I thought you weren't getting another sheltie for NextDog?


----------



## SDRRanger (May 2, 2013)

Laurelin, is there a show sheltie and a sport sheltie type of divide? The shelties I see up here all look like mini collies (with smaller eyes and such) whereas those ones look like smaller aussie/bc mixes....


----------



## GrinningDog (Mar 26, 2010)

This thread is back again! Which means I'm looking at Petfinder, dagnabbit. You know how many gorgeous greyhounds are available in this area?! Too many. I should adopt one. But no.

Wantwantwant.


----------



## gingerkid (Jul 11, 2012)

Kirsten&Gypsy said:


> This thread is back again! Which means I'm looking at Petfinder, dagnabbit. You know how many gorgeous greyhounds are available in this area?! Too many. I should adopt one. But no.
> 
> Wantwantwant.


I bet Gypsy would love a running buddy...

EDIT: OMG there's an eskie puppy for adoption a mere 5 hours drive from me... (http://www.petfinder.com/petdetail/29254227/)


----------



## Laurelin (Nov 2, 2006)

gingerkid said:


> I thought you weren't getting another sheltie for NextDog?


Cough cough I plead the fifth. 

Imayormaynothavegonetolookatsheltieslastweekend. Andmayormaynotbegoingtolookatsheltiesonsaturday...

:redface::redface::redface::redface:



> Laurelin, is there a show sheltie and a sport sheltie type of divide? The shelties I see up here all look like mini collies (with smaller eyes and such) whereas those ones look like smaller aussie/bc mixes....


Sort of? There are some pure agility lines but they are hard to get your hands on unless you're a very competitive agility person. Most breeders breed for show or show and sport. The show and sport dogs can be a little more moderate. Pet bred shelties vary a ton in looks and I'd bet those dogs are more pet bred than either show or sport.

ETA: Here is my friend's sport bred boy (the big dark mahogany one). He is from very well known sports lines.

http://agilitymach.hubpages.com/hub/How-Does-A-Dog-Use-Its-Tail-in-Agility-and-Canine-Sport


----------



## CptJack (Jun 3, 2012)

http://roanoke.craigslist.org/pet/4478566136.html

Hey look. Someone near me is giving away Thud II. >.<


----------



## gingerkid (Jul 11, 2012)

I am not normally a lab person. I mean, I've met lovely labs, but always felt that they weren't for me... but this girl. I just... the description doesn't do any justice to the Lexus that I know at all... the growly, shy dog who hung at the back of her kennel and wouldn't take treats from anyone.... and something about her really drew me in - she growled at me, and I threw her a treat and moved on, and then later that day I was brave enough to take her outside and encourage her into the pool.
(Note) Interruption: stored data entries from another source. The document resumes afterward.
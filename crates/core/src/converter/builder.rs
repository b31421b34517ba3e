//! Command-line construction for ffmpeg invocations.

use std::path::{Path, PathBuf};

use tracing::debug;

use super::config::ConverterConfig;
use super::types::FfmpegOptions;

/// Everything needed to render an ffmpeg command line.
///
/// Built once at startup from the converter and governor configuration.
#[derive(Debug, Clone, PartialEq, Eq)]
pub struct CommandConfig {
    /// Program to execute.
    pub program: PathBuf,
    /// Value passed to `-threads`.
    pub threads_per_process: u32,
    /// Value passed to `-loglevel`.
    pub log_level: String,
    /// Whether `-y` is emitted before the output path.
    pub overwrite_output: bool,
}

impl CommandConfig {
    /// Resolves the program path and combines the converter settings with
    /// the per-process thread limit.
    pub fn from_config(config: &ConverterConfig, threads_per_process: u32) -> Self {
        Self {
            program: resolve_ffmpeg_path(config.path.as_deref(), &config.tool_name),
            threads_per_process,
            log_level: config.log_level.clone(),
            overwrite_output: config.overwrite_output,
        }
    }
}

impl Default for CommandConfig {
    fn default() -> Self {
        Self {
            program: PathBuf::from("ffmpeg"),
            threads_per_process: 2,
            log_level: "error".to_string(),
            overwrite_output: true,
        }
    }
}

/// Builds the full argument vector; element 0 is the program.
///
/// Shape: `program -hide_banner -loglevel L -i INPUT -threads N [options] [-y] OUTPUT`.
/// Options with no value are skipped. Pure: no I/O.
pub fn build_command(
    input_path: &Path,
    output_path: &Path,
    config: &CommandConfig,
    extra_options: &FfmpegOptions,
) -> Vec<String> {
    let mut args = vec![
        config.program.to_string_lossy().to_string(),
        "-hide_banner".to_string(),
        "-loglevel".to_string(),
        config.log_level.clone(),
        "-i".to_string(),
        input_path.to_string_lossy().to_string(),
        "-threads".to_string(),
        config.threads_per_process.to_string(),
    ];

    for (flag, value) in extra_options.entries() {
        if let Some(value) = value {
            args.push(flag.clone());
            args.push(value.clone());
        }
    }

    if config.overwrite_output {
        args.push("-y".to_string());
    }
    args.push(output_path.to_string_lossy().to_string());
    args
}

/// Picks the ffmpeg executable: the configured path if it exists, then a PATH
/// search for `tool_name`, then the bare tool name.
pub fn resolve_ffmpeg_path(configured: Option<&Path>, tool_name: &str) -> PathBuf {
    if let Some(path) = configured {
        if path.is_file() {
            return path.to_path_buf();
        }
        debug!(path = %path.display(), "Configured ffmpeg path does not exist, searching PATH");
    }

    match which::which(tool_name) {
        Ok(found) => found,
        Err(_) => {
            debug!("{} not found on PATH", tool_name);
            PathBuf::from(tool_name)
        }
    }
}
And as soon as she hit the water.... I can't even describe it. Just the metamorphosis that occurred when she hit the water. It was like she realized that the world was still a good place - her people may have given her up, but there was still WATER! And BALLS! And she went from mostly ignoring me to checking in, to watching where I was going and staying close (but not oppressively so).

I cried most of the way home today because she's either going to get adopted right away and I'll never see her again, or she'll sit in the shelter and I'll be helpless to do anything. I mean, I've been in love with shelter dogs before, even cried over a couple of them, but never like this.
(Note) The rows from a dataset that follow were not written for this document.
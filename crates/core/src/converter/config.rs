//! Configuration for the converter module.

use serde::{Deserialize, Serialize};
use std::path::PathBuf;
use std::time::Duration;

/// Configuration for the FFmpeg-based converter (`[ffmpeg]` section).
#[derive(Debug, Clone, Serialize, Deserialize)]
pub struct ConverterConfig {
    /// Explicit path to the ffmpeg binary. Falls back to a PATH search when
    /// unset or when the file does not exist.
    #[serde(default)]
    pub path: Option<PathBuf>,

    /// Executable name searched for on PATH.
    #[serde(default = "default_tool_name")]
    pub tool_name: String,

    /// FFmpeg log level (quiet, panic, fatal, error, warning, info, verbose, debug, trace).
    #[serde(default = "default_log_level")]
    pub log_level: String,

    /// Timeout for a single conversion in seconds. No timeout when unset.
    #[serde(default)]
    pub timeout_secs: Option<u64>,

    /// Whether to pass `-y` so an existing output file is overwritten.
    #[serde(default = "default_true")]
    pub overwrite_output: bool,
}

fn default_tool_name() -> String {
    "ffmpeg".to_string()
}

fn default_log_level() -> String {
    "error".to_string()
}

fn default_true() -> bool {
    true
}

impl Default for ConverterConfig {
    fn default() -> Self {
        Self {
            path: None,
            tool_name: default_tool_name(),
            log_level: default_log_level(),
            timeout_secs: None,
            overwrite_output: default_true(),
        }
    }
}

impl ConverterConfig {
    /// Sets an explicit ffmpeg path.
    pub fn with_path(mut self, path: impl Into<PathBuf>) -> Self {
        self.path = Some(path.into());
        self
    }

    /// Sets the timeout in seconds.
    pub fn with_timeout(mut self, timeout_secs: u64) -> Self {
        self.timeout_secs = Some(timeout_secs);
        self
    }

    /// Sets the ffmpeg log level.
    pub fn with_log_level(mut self, level: impl Into<String>) -> Self {
        self.log_level = level.into();
        self
    }

    /// Timeout as a duration, if configured.
    pub fn timeout(&self) -> Option<Duration> {
        self.timeout_secs.map(Duration::from_secs)
    }
}
//! Error types for the monitor module.

use thiserror::Error;

use crate::governor::GovernorError;

/// Errors that stop the monitor daemon.
#[derive(Debug, Error)]
pub enum MonitorError {
    /// Process accounting failed.
    #[error("Monitor stopped: {0}")]
    Governor(#[from] GovernorError),
}
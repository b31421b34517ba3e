//! `monitor`: keep the ffmpeg process count under a limit.

use std::path::Path;
use std::process::ExitCode;
use std::time::Duration;

use anyhow::{bail, Context, Result};
use tokio_util::sync::CancellationToken;

use ffshepherd_core::{Config, MonitorConfig, MonitorDaemon};

use super::{governor, write_metrics};

pub async fn run(
    config: &Config,
    max_processes: Option<usize>,
    check_interval: Option<f64>,
    metrics_out: Option<&Path>,
    token: CancellationToken,
) -> Result<ExitCode> {
    let monitor_config = monitor_config(&config.monitor, max_processes, check_interval)?;
    let daemon = MonitorDaemon::new(governor(config), monitor_config);

    let result = daemon.run(token).await;
    write_metrics(metrics_out)?;
    result.context("Monitor failed")?;
    Ok(ExitCode::SUCCESS)
}

/// Applies command line overrides to the configured monitor settings.
fn monitor_config(
    base: &MonitorConfig,
    max_processes: Option<usize>,
    check_interval: Option<f64>,
) -> Result<MonitorConfig> {
    let mut config = base.clone();
    if let Some(max) = max_processes {
        if max == 0 {
            bail!("--max-processes must be at least 1");
        }
        config = config.with_max_processes(max);
    }
    if let Some(secs) = check_interval {
        let interval = Duration::try_from_secs_f64(secs)
            .ok()
            .filter(|d| !d.is_zero())
            .with_context(|| format!("Invalid --check-interval: {}", secs))?;
        config = config.with_check_interval(interval);
    }
    Ok(config)
}

#[cfg(test)]
mod tests {
    use super::*;

    #[test]
    fn test_overrides() {
        let config = monitor_config(&MonitorConfig::default(), Some(1), Some(0.5)).unwrap();
        assert_eq!(config.max_processes, 1);
        assert_eq!(config.check_interval(), Duration::from_millis(500));
    }

    #[test]
    fn test_defaults_kept() {
        let config = monitor_config(&MonitorConfig::default(), None, None).unwrap();
        assert_eq!(config.max_processes, 3);
        assert_eq!(config.check_interval(), Duration::from_secs(5));
    }

    #[test]
    fn test_rejects_bad_values() {
        assert!(monitor_config(&MonitorConfig::default(), Some(0), None).is_err());
        assert!(monitor_config(&MonitorConfig::default(), None, Some(0.0)).is_err());
        assert!(monitor_config(&MonitorConfig::default(), None, Some(-2.0)).is_err());
    }
}
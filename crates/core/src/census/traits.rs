//! Trait definitions for the census module.

use async_trait::async_trait;

use super::error::{CensusError, TerminateError};
use super::types::{ProcessRecord, TerminateMode};

/// Access to the OS process table.
#[async_trait]
pub trait ProcessTable: Send + Sync {
    /// Returns the name of this implementation.
    fn name(&self) -> &str;

    /// Re-reads the process table and returns every live process.
    ///
    /// Processes that vanish or cannot be inspected during the read are
    /// omitted. Only a systemic failure returns an error.
    async fn snapshot(&self) -> Result<Vec<ProcessRecord>, CensusError>;

    /// Sends a termination request to one process.
    async fn terminate(&self, pid: u32, mode: TerminateMode) -> Result<(), TerminateError>;
}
Lexus by open_destiny, on Flickr


----------



## SDRRanger (May 2, 2013)

CptJack: Look who has turned up in a rescue here











https://www.petfinder.com/petdetail/29540328/


----------



## CptJack (Jun 3, 2012)

...It's Jack with a floppy ear and tiny white forehead spot. Holy CRAP that's eerie.


----------



## SDRRanger (May 2, 2013)

CptJack said:


> ...It's Jack with a floppy ear and tiny white forehead spot. Holy CRAP that's eerie.


I am so in love with his face. Also the thought I could do agility and *maybe* keep up slightly more than with a long legged fast dog. Ugh, I can't wait until we have property of our own. I picture us with 3 permanent and 1-2 fosters


----------



## CptJack (Jun 3, 2012)

SDRRanger said:


> I am so in love with his face. Also the thought I could do agility and *maybe* keep up slightly more than with a long legged fast dog. Ugh, I can't wait until we have property of our own. I picture us with 3 permanent and 1-2 fosters


I can't wait until you have property, either.

Seriously, that dog is perfect in just about every way (and yeah, given what I know about RT, they'd be easier for you. I mean they can book it but they're still small dogs and they're also ... not quite as exuberant as, oh, Thud (OR Ranger).


----------



## SDRRanger (May 2, 2013)

CptJack said:


> I can't wait until you have property, either.
> 
> Seriously, that dog is perfect in just about every way (and yeah, given what I know about RT, they'd be easier for you. I mean they can book it but they're still small dogs and they're also ... not quite as exuberant as, oh, Thud (OR Ranger).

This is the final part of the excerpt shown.